[Exercise description] Wherever a line of the data contains "HashMap", copy that line.

----- Data for the task -----

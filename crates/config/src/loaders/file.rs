//! TOML listener configuration
//!
//! ```toml
//! [[event_listener]]
//! type = "user-operation"
//! name = "action-user-operation"
//! enable = true
//! order = 10000
//!
//! [event_listener.properties]
//! timeout = "5s"
//! ```

use std::collections::HashMap;
use std::path::Path;

use serde::Deserialize;

use crate::core::{
    ConfigError, ConfigResult, EventListenerConfig, ListenerConfigSource, ListenerKey,
};

#[derive(Deserialize)]
struct ConfigDocument {
    #[serde(default)]
    event_listener: Vec<EventListenerConfig>,
}

/// Read-only listener configuration parsed from TOML.
#[derive(Debug, Clone, Default)]
pub struct TomlConfigSource {
    entries: HashMap<ListenerKey, EventListenerConfig>,
}

impl TomlConfigSource {
    /// Parse configuration text.
    ///
    /// Every `[[event_listener]]` table needs a `type` and a `name`; the same
    /// pair may appear only once.
    pub fn from_toml_str(text: &str) -> ConfigResult<Self> {
        let document: ConfigDocument =
            toml::from_str(text).map_err(|e| ConfigError::parse(e.to_string()))?;

        let mut entries = HashMap::with_capacity(document.event_listener.len());
        for config in document.event_listener {
            let key = config.key();
            if entries.contains_key(&key) {
                return Err(ConfigError::DuplicateListener {
                    listener_type: key.listener_type,
                    name: key.name,
                });
            }
            entries.insert(key, config);
        }
        tracing::debug!(listeners = entries.len(), "loaded listener configuration");
        Ok(Self { entries })
    }

    /// Read and parse a configuration file.
    pub fn from_path(path: impl AsRef<Path>) -> ConfigResult<Self> {
        let path = path.as_ref();
        let text = std::fs::read_to_string(path).map_err(|source| ConfigError::Io {
            path: path.to_path_buf(),
            source,
        })?;
        Self::from_toml_str(&text)
    }

    /// Number of configured listeners.
    pub fn len(&self) -> usize {
        self.entries.len()
    }

    /// Returns `true` if no listener is configured.
    pub fn is_empty(&self) -> bool {
        self.entries.is_empty()
    }
}

impl ListenerConfigSource for TomlConfigSource {
    fn listener_config(&self, key: &ListenerKey) -> Option<EventListenerConfig> {
        self.entries.get(key).cloned()
    }
}
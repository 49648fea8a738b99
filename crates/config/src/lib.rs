//! # Tollgate Config
//!
//! Event listener configuration: whether a listener is enabled and where it
//! runs in the listener chain.
//!
//! ```rust
//! use tollgate_config::{EventListenerConfig, InMemoryConfigSource, ListenerConfigSource, ListenerKey};
//!
//! let key = ListenerKey::new("user-operation", "action-user-operation");
//! let source = InMemoryConfigSource::new();
//! source.insert(EventListenerConfig::new(key.clone()).with_enable("false").with_order(5000));
//!
//! assert!(!source.is_enabled(&key));
//! assert_eq!(source.order(&key), Some(5000));
//! ```

#![forbid(unsafe_code)]
#![warn(missing_docs)]

pub mod core;
pub mod loaders;

pub use crate::core::{
    ConfigError, ConfigResult, EventListenerConfig, InMemoryConfigSource, ListenerConfigSource,
    ListenerKey, ORDER_UNSET,
};
#[cfg(feature = "toml")]
pub use crate::loaders::TomlConfigSource;
//! Credential material with automatic zeroization
//!
//! Provides [`CredentialMaterial`], the short-lived form a secret takes while
//! it is handed to an action handler. Memory is zeroed when the value is
//! dropped or explicitly [`clear`](CredentialMaterial::clear)ed.

use std::any::Any;
use std::fmt;

use zeroize::{Zeroize, ZeroizeOnDrop, Zeroizing};

use crate::error::UnsupportedSecretType;

/// An opaque, owned credential value as handed over by a lifecycle framework.
///
/// Convert it with [`CredentialMaterial::try_from_raw`]; only the
/// representations listed there are accepted.
pub type RawCredential = Box<dyn Any + Send>;

#[derive(Zeroize)]
enum Inner {
    Text(String),
    Bytes(Vec<u8>),
}

/// Secret credential with automatic memory zeroization.
///
/// Holds either a character sequence or a byte sequence. The canonical byte
/// form of text is its UTF-8 encoding. The secret is never exposed through
/// `Debug` or `Display`.
///
/// # Examples
///
/// ```
/// use tollgate_credential::CredentialMaterial;
///
/// let secret = CredentialMaterial::from_text("hunter2");
/// assert_eq!(secret.len(), 7);
///
/// let bytes = secret.into_bytes();
/// assert_eq!(bytes.as_slice(), b"hunter2");
/// ```
#[derive(Zeroize, ZeroizeOnDrop)]
pub struct CredentialMaterial {
    inner: Inner,
}

impl CredentialMaterial {
    /// Creates material from a character-sequence secret.
    pub fn from_text(text: impl Into<String>) -> Self {
        Self {
            inner: Inner::Text(text.into()),
        }
    }

    /// Creates material from a byte-sequence secret.
    pub fn from_bytes(bytes: impl Into<Vec<u8>>) -> Self {
        Self {
            inner: Inner::Bytes(bytes.into()),
        }
    }

    /// Creates material from a slice of characters.
    ///
    /// The caller still owns `chars` and is responsible for wiping it.
    pub fn from_chars(chars: &[char]) -> Self {
        // Exact capacity: a growing buffer would free unwiped prefixes.
        let mut text = String::with_capacity(chars.iter().map(|c| c.len_utf8()).sum());
        text.extend(chars);
        Self::from_text(text)
    }

    /// Converts an opaque framework value into credential material.
    ///
    /// Accepted representations: `CredentialMaterial`, `String`,
    /// `&'static str`, `Box<str>`, `Vec<char>`, `Vec<u8>` and `Box<[u8]>`.
    /// Intermediate copies are wiped before returning. Any other type is
    /// rejected with [`UnsupportedSecretType`].
    pub fn try_from_raw(raw: RawCredential) -> Result<Self, UnsupportedSecretType> {
        let raw = match raw.downcast::<Self>() {
            Ok(material) => return Ok(*material),
            Err(raw) => raw,
        };
        let raw = match raw.downcast::<String>() {
            Ok(text) => return Ok(Self::from_text(*text)),
            Err(raw) => raw,
        };
        let raw = match raw.downcast::<&'static str>() {
            Ok(text) => return Ok(Self::from_text(*text)),
            Err(raw) => raw,
        };
        let raw = match raw.downcast::<Box<str>>() {
            Ok(text) => return Ok(Self::from_text(String::from(*text))),
            Err(raw) => raw,
        };
        let raw = match raw.downcast::<Vec<char>>() {
            Ok(mut chars) => {
                let material = Self::from_chars(&chars);
                chars.zeroize();
                return Ok(material);
            }
            Err(raw) => raw,
        };
        let raw = match raw.downcast::<Vec<u8>>() {
            Ok(bytes) => return Ok(Self::from_bytes(*bytes)),
            Err(raw) => raw,
        };
        match raw.downcast::<Box<[u8]>>() {
            Ok(bytes) => Ok(Self::from_bytes(Vec::from(*bytes))),
            Err(_) => Err(UnsupportedSecretType),
        }
    }

    /// Wipes an opaque framework value that will not be used.
    ///
    /// Supported representations are zeroized before their memory is
    /// released; anything else is dropped as is.
    pub fn wipe_raw(raw: RawCredential) {
        drop(Self::try_from_raw(raw));
    }

    /// Returns a zeroizing copy of the canonical byte form.
    pub fn to_bytes(&self) -> Zeroizing<Vec<u8>> {
        Zeroizing::new(self.expose_secret(<[u8]>::to_vec))
    }

    /// Consumes the material and returns its byte form without copying.
    ///
    /// The returned buffer wipes itself on drop.
    pub fn into_bytes(mut self) -> Zeroizing<Vec<u8>> {
        let bytes = match &mut self.inner {
            Inner::Text(text) => std::mem::take(text).into_bytes(),
            Inner::Bytes(bytes) => std::mem::take(bytes),
        };
        Zeroizing::new(bytes)
    }

    /// Accesses the byte form within a closure scope.
    ///
    /// The borrowed slice cannot escape the closure.
    pub fn expose_secret<F, R>(&self, f: F) -> R
    where
        F: FnOnce(&[u8]) -> R,
    {
        match &self.inner {
            Inner::Text(text) => f(text.as_bytes()),
            Inner::Bytes(bytes) => f(bytes),
        }
    }

    /// Length of the byte form.
    pub fn len(&self) -> usize {
        self.expose_secret(<[u8]>::len)
    }

    /// Returns `true` if the secret is empty or has been cleared.
    pub fn is_empty(&self) -> bool {
        self.len() == 0
    }

    /// Returns `true` if the secret was supplied as characters.
    pub fn is_text(&self) -> bool {
        matches!(self.inner, Inner::Text(_))
    }

    /// Wipes the secret in place. The material is empty afterwards.
    pub fn clear(&mut self) {
        self.zeroize();
    }
}

impl From<String> for CredentialMaterial {
    fn from(text: String) -> Self {
        Self::from_text(text)
    }
}

impl From<&str> for CredentialMaterial {
    fn from(text: &str) -> Self {
        Self::from_text(text)
    }
}

impl From<Vec<u8>> for CredentialMaterial {
    fn from(bytes: Vec<u8>) -> Self {
        Self::from_bytes(bytes)
    }
}

impl fmt::Debug for CredentialMaterial {
    fn fmt(&self, f: &mut fmt::Formatter<'_>) -> fmt::Result {
        f.write_str("[REDACTED]")
    }
}

impl fmt::Display for CredentialMaterial {
    fn fmt(&self, f: &mut fmt::Formatter<'_>) -> fmt::Result {
        f.write_str("[REDACTED]")
    }
}
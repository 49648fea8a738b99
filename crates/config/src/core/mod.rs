//! Core configuration functionality

pub mod error;
pub mod listener;
pub mod source;

pub use error::{ConfigError, ConfigResult};
pub use listener::{EventListenerConfig, ListenerKey, ORDER_UNSET};
pub use source::{InMemoryConfigSource, ListenerConfigSource};
//! Mapping executor outcomes onto the lifecycle contract
//!
//! | Outcome   | Result                            |
//! |-----------|-----------------------------------|
//! | `Success` | `Ok(true)`                        |
//! | `Failed`  | client fault, `EXECUTION_FAILED`  |
//! | `Error`   | server fault, `EXECUTION_ERROR`   |
//! | `Unknown` | `Ok(false)`                       |

use tollgate_action::ExecutionOutcome;

use crate::error::UserOperationError;

const SEPARATOR: &str = ". ";

/// Join a primary message with an optional description.
///
/// A present description is appended verbatim, even when empty.
///
/// ```rust
/// use tollgate_user_action::join_message;
///
/// assert_eq!(join_message("Weak", Some("Add digits")), "Weak. Add digits");
/// assert_eq!(join_message("Weak", Some("")), "Weak. ");
/// assert_eq!(join_message("Weak", None), "Weak");
/// ```
pub fn join_message(primary: &str, description: Option<&str>) -> String {
    match description {
        Some(description) => format!("{primary}{SEPARATOR}{description}"),
        None => primary.to_owned(),
    }
}

/// Translate an executor outcome into proceed (`true`), block (`false`), or a fault.
pub fn reconcile(outcome: ExecutionOutcome) -> Result<bool, UserOperationError> {
    match outcome {
        ExecutionOutcome::Success { .. } => Ok(true),
        ExecutionOutcome::Failed {
            reason,
            description,
        } => Err(UserOperationError::execution_failed(join_message(
            &reason,
            description.as_deref(),
        ))),
        ExecutionOutcome::Error {
            message,
            description,
        } => Err(UserOperationError::execution_error(join_message(
            &message,
            description.as_deref(),
        ))),
        ExecutionOutcome::Unknown => Ok(false),
    }
}
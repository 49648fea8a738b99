use std::fmt;
use std::str::FromStr;

use serde::{Deserialize, Serialize};

use crate::error::ParseActionTypeError;

/// Lifecycle operation an action executor intercepts.
///
/// Used as the registry key: at most one executor is routed per type.
#[derive(Debug, Clone, Copy, PartialEq, Eq, Hash, PartialOrd, Ord, Serialize, Deserialize)]
#[serde(rename_all = "kebab-case")]
#[non_exhaustive]
pub enum ActionType {
    /// Runs before an access token is issued.
    PreIssueAccessToken,
    /// Runs during authentication.
    Authentication,
    /// Runs before a password (credential) update is persisted.
    PreUpdatePassword,
    /// Runs before profile attributes are updated.
    PreUpdateProfile,
    /// Runs before a new user is registered.
    PreRegistration,
}

impl ActionType {
    /// Every known action type.
    pub const ALL: [Self; 5] = [
        Self::PreIssueAccessToken,
        Self::Authentication,
        Self::PreUpdatePassword,
        Self::PreUpdateProfile,
        Self::PreRegistration,
    ];

    /// Stable kebab-case identifier, as used in configuration and logs.
    pub const fn as_str(self) -> &'static str {
        match self {
            Self::PreIssueAccessToken => "pre-issue-access-token",
            Self::Authentication => "authentication",
            Self::PreUpdatePassword => "pre-update-password",
            Self::PreUpdateProfile => "pre-update-profile",
            Self::PreRegistration => "pre-registration",
        }
    }

    /// Human-readable name.
    pub const fn display_name(self) -> &'static str {
        match self {
            Self::PreIssueAccessToken => "Pre Issue Access Token",
            Self::Authentication => "Authentication",
            Self::PreUpdatePassword => "Pre Update Password",
            Self::PreUpdateProfile => "Pre Update Profile",
            Self::PreRegistration => "Pre Registration",
        }
    }
}

impl fmt::Display for ActionType {
    fn fmt(&self, f: &mut fmt::Formatter<'_>) -> fmt::Result {
        f.write_str(self.as_str())
    }
}

impl FromStr for ActionType {
    type Err = ParseActionTypeError;

    fn from_str(s: &str) -> Result<Self, Self::Err> {
        Self::ALL
            .into_iter()
            .find(|t| t.as_str() == s)
            .ok_or_else(|| ParseActionTypeError(s.to_owned()))
    }
}
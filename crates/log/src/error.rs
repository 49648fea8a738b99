//! Logger error types

use thiserror::Error;

/// Errors raised while installing the logger
#[non_exhaustive]
#[derive(Error, Debug, Clone, PartialEq, Eq)]
pub enum LogError {
    /// The level filter could not be parsed
    #[error("Invalid log filter: {0}")]
    Filter(String),

    /// A global subscriber is already installed
    #[error("Failed to install logger: {0}")]
    Init(String),
}

/// Result type for logger operations
pub type LogResult<T> = Result<T, LogError>;
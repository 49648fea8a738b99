use std::time::Duration;

/// Fault raised by an action executor while handling a request.
///
/// This is distinct from an executor *returning* a failed or error
/// [`ExecutionOutcome`](crate::ExecutionOutcome): a fault means the executor
/// could not produce an outcome at all. Messages may carry implementation
/// detail and must not be surfaced to clients verbatim.
#[derive(Debug, Clone, PartialEq, Eq, thiserror::Error)]
#[non_exhaustive]
pub enum ActionExecutionError {
    /// The executor failed for an internal reason.
    #[error("execution: {0}")]
    Execution(String),

    /// The external handler answered with a response that could not be decoded.
    #[error("invalid response: {0}")]
    InvalidResponse(String),

    /// The external handler did not answer in time.
    #[error("timed out after {0:?}")]
    Timeout(Duration),

    /// The transport to the external handler failed.
    #[error("transport: {0}")]
    Transport(String),
}

impl ActionExecutionError {
    /// Create an internal execution error.
    pub fn execution(msg: impl Into<String>) -> Self {
        Self::Execution(msg.into())
    }

    /// Create a response-decoding error.
    pub fn invalid_response(msg: impl Into<String>) -> Self {
        Self::InvalidResponse(msg.into())
    }

    /// Create a transport error.
    pub fn transport(msg: impl Into<String>) -> Self {
        Self::Transport(msg.into())
    }
}

/// A string did not name a known [`ActionType`](crate::ActionType).
#[derive(Debug, Clone, PartialEq, Eq, thiserror::Error)]
#[error("unknown action type `{0}`")]
pub struct ParseActionTypeError(pub String);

-----

[Task answer]
use std::collections::HashMap;
    entries: HashMap<ListenerKey, EventListenerConfig>,
        let mut entries = HashMap::with_capacity(document.event_listener.len());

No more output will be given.